The premise first took shape after the shooting at Umpqua Community College in Oregon in October. “One thing I noticed was the response on social media and how it was an echo of the response to every other recent mass shooting event,” Mr. Schnack said. “It felt like we were in a pattern of horror, then outrage, then finger-pointing, then ultimately resigning ourselves to this is the way things are. And we went dormant to thinking about these things until it came around again. That cycle of response made me think of doing a film where the events themselves become this nonstop echo of each other.”
The short was released as part of Field of Vision, an online series of documentary shorts that approach news stories from unusual angles. (Mr. Schnack helped create the series along with Laura Poitras and Charlotte Cook.) The film had its premiere at this year’s Sundance Film Festival, alongside a number of movies that also focused on gun violence. They included a drama inspired by the Aurora, Colo., movie theater killings, a documentary about the impact of the Sandy Hook Elementary School shooting deaths and another documentary looking at lawmakers’ inability to halt the cycle of violence.
The director and academic Robert Greene, who in his role as the University of Missouri filmmaker in chief teaches alternative paths to storytelling, said Mr. Schnack’s approach “takes a news subject that we’ve become strangely ambivalent about and makes it urgent in a new way.” (Mr. Greene supervised students making another Field of Vision film, “Concerned Student 1950,” about protests at the University of Missouri.)
“Sometimes I tell my students, the best ideas that other people have done some version of, and you just find the perfect way to execute it,” he said. “I feel like this is that. The disassociated sound and landscape idea goes back, but this is an incredibly effective use of it.”
“Speaking Is Difficult” has an intentionally repetitive nature that was partly inspired, strange as it may seem, by the satirical news site The Onion, which reposts an article with the same headline for every mass shooting: “‘No Way To Prevent This,’ Says Only Nation Where This Regularly Happens.” The film also has a distinctive visual style. Each segment includes static shots of the location along with a title card listing the city, the date, the number of people killed and the number injured, then a cut to black between each event.

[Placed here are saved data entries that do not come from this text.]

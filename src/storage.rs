//! Arena storage for heap nodes
//!
//! Every node of a [`FibonacciHeap`](crate::fibonacci::FibonacciHeap) lives in
//! a [`NodeArena`] backed by a `slotmap`. Parent, child and sibling links are
//! [`NodeHandle`]s into that arena, so a sibling ring is an index-linked
//! circular list and "ownership" of a node is simply which ring or table
//! currently refers to its handle.
//!
//! Slot-map keys are generational: a handle to an extracted node never aliases
//! a node inserted later, which is how stale handles are detected.
//!
//! # Ring operations
//!
//! - [`NodeArena::splice`]: join two rings at one point, O(1)
//! - [`NodeArena::unlink`]: remove a node from its ring, leaving a singleton
//! - [`NodeArena::attach_child`]: make one root a child of another

use crate::node::HeapNode;
use rustc_hash::FxHashMap;
use slotmap::{new_key_type, SlotMap};
use std::ops::{Index, IndexMut};

new_key_type! {
    /// Stable handle to a node inside one heap's arena
    pub struct NodeHandle;
}

/// Slot-map backed node storage
#[derive(Debug, Clone)]
pub(crate) struct NodeArena<K, T> {
    nodes: SlotMap<NodeHandle, HeapNode<K, T>>,
}

impl<K, T> Default for NodeArena<K, T> {
    fn default() -> Self {
        Self {
            nodes: SlotMap::with_key(),
        }
    }
}

impl<K, T> NodeArena<K, T> {
    /// Stores `node` as a singleton ring and returns its handle.
    ///
    /// Any structural state the node carried is discarded.
    pub(crate) fn insert(&mut self, mut node: HeapNode<K, T>) -> NodeHandle {
        node.detach();
        self.nodes.insert_with_key(|handle| {
            node.left = handle;
            node.right = handle;
            node
        })
    }

    /// Takes a node out of the arena, returning it fully detached.
    ///
    /// The caller must already have unlinked it from every ring.
    pub(crate) fn remove(&mut self, handle: NodeHandle) -> Option<HeapNode<K, T>> {
        self.nodes.remove(handle).map(|mut node| {
            node.detach();
            node
        })
    }

    pub(crate) fn contains(&self, handle: NodeHandle) -> bool {
        self.nodes.contains_key(handle)
    }

    pub(crate) fn get(&self, handle: NodeHandle) -> Option<&HeapNode<K, T>> {
        self.nodes.get(handle)
    }

    pub(crate) fn get_mut(&mut self, handle: NodeHandle) -> Option<&mut HeapNode<K, T>> {
        self.nodes.get_mut(handle)
    }

    pub(crate) fn len(&self) -> usize {
        self.nodes.len()
    }

    /// Joins the ring containing `a` with the ring containing `b`.
    ///
    /// `b`'s ring is opened between `b` and its right neighbour and inserted
    /// to the right of `a`. Both arguments must be in different rings.
    pub(crate) fn splice(&mut self, a: NodeHandle, b: NodeHandle) {
        let a_next = self.nodes[a].right;
        let b_next = self.nodes[b].right;
        self.nodes[a].right = b_next;
        self.nodes[b_next].left = a;
        self.nodes[b].right = a_next;
        self.nodes[a_next].left = b;
    }

    /// Removes `handle` from its ring and makes it a singleton.
    ///
    /// Returns the former right neighbour, or `None` if the node was alone.
    pub(crate) fn unlink(&mut self, handle: NodeHandle) -> Option<NodeHandle> {
        let left = self.nodes[handle].left;
        let right = self.nodes[handle].right;
        self.nodes[handle].left = handle;
        self.nodes[handle].right = handle;
        if right == handle {
            return None;
        }
        self.nodes[left].right = right;
        self.nodes[right].left = left;
        Some(right)
    }

    /// Makes the singleton `child` a child of `parent`.
    ///
    /// Splices it into the parent's child ring (or starts one), sets the back
    /// reference, bumps the parent's degree and clears the parent's child-cut
    /// flag.
    pub(crate) fn attach_child(&mut self, parent: NodeHandle, child: NodeHandle) {
        match self.nodes[parent].child {
            Some(anchor) => self.splice(anchor, child),
            None => self.nodes[parent].child = Some(child),
        }
        let node = &mut self.nodes[child];
        node.parent = Some(parent);
        node.child_cut = false;

        let parent = &mut self.nodes[parent];
        parent.degree += 1;
        parent.child_cut = false;
    }

    /// Collects the ring that contains `start`, beginning at `start`.
    pub(crate) fn ring(&self, start: NodeHandle) -> Vec<NodeHandle> {
        let mut members = vec![start];
        let mut current = self.nodes[start].right;
        while current != start {
            members.push(current);
            current = self.nodes[current].right;
        }
        members
    }

    /// Moves every node of `other` into this arena, preserving structure.
    ///
    /// Returns a map from each node's old handle to its new one.
    pub(crate) fn absorb(&mut self, other: NodeArena<K, T>) -> FxHashMap<NodeHandle, NodeHandle> {
        let mut remap = FxHashMap::default();
        remap.reserve(other.len());
        let mut moved = Vec::with_capacity(other.len());

        for (old, mut node) in other.nodes {
            node.pass = 0;
            let links = (node.parent, node.child, node.left, node.right);
            let new = self.nodes.insert(node);
            remap.insert(old, new);
            moved.push((new, links));
        }

        for (new, (parent, child, left, right)) in moved {
            let node = &mut self.nodes[new];
            node.parent = parent.map(|p| remap[&p]);
            node.child = child.map(|c| remap[&c]);
            node.left = remap[&left];
            node.right = remap[&right];
        }

        remap
    }
}

impl<K, T> Index<NodeHandle> for NodeArena<K, T> {
    type Output = HeapNode<K, T>;

    fn index(&self, handle: NodeHandle) -> &Self::Output {
        &self.nodes[handle]
    }
}

impl<K, T> IndexMut<NodeHandle> for NodeArena<K, T> {
    fn index_mut(&mut self, handle: NodeHandle) -> &mut Self::Output {
        &mut self.nodes[handle]
    }
}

The tone was set when Mr. Schnack first sent the cinematographer Nathan Truesdell, to Seal Beach, Calif., to film the site of a shooting in a nail salon in 2011.
“When we saw the footage, it was striking that not only was the hair salon still open, but it was operating under the same name, and people were going in and out,” Mr. Schnack said. It becomes this place where there’s no memory of what had happened there.”
The filmmakers found that to be the case for a number of the locations they went back to. But footage from more recent shootings, like the November attack at a Planned Parenthood center in Colorado Springs, still shows police tape at the scene.
Mr. Schnack filmed one of the locations himself and assembled a team of 17 videographers to get footage of other sites.
His decision to match landscape shots with audio from a different time is reminiscent of his film “Kurt Cobain About a Son,” which paired visuals of Seattle locations with audio from an interview the musician did with the journalist Michael Azerrad. The juxtaposition gives new meaning to both the imagery and the audio.
While potentially a daunting task, Mr. Schnack is committed to adding to his film with new shootings.
“We’ve done 25, and I would like to not do more,” he said. “But for us, it’s a way to not make it easy on ourselves either. Because we will know that anytime something like this happens, there will be work for us to do.”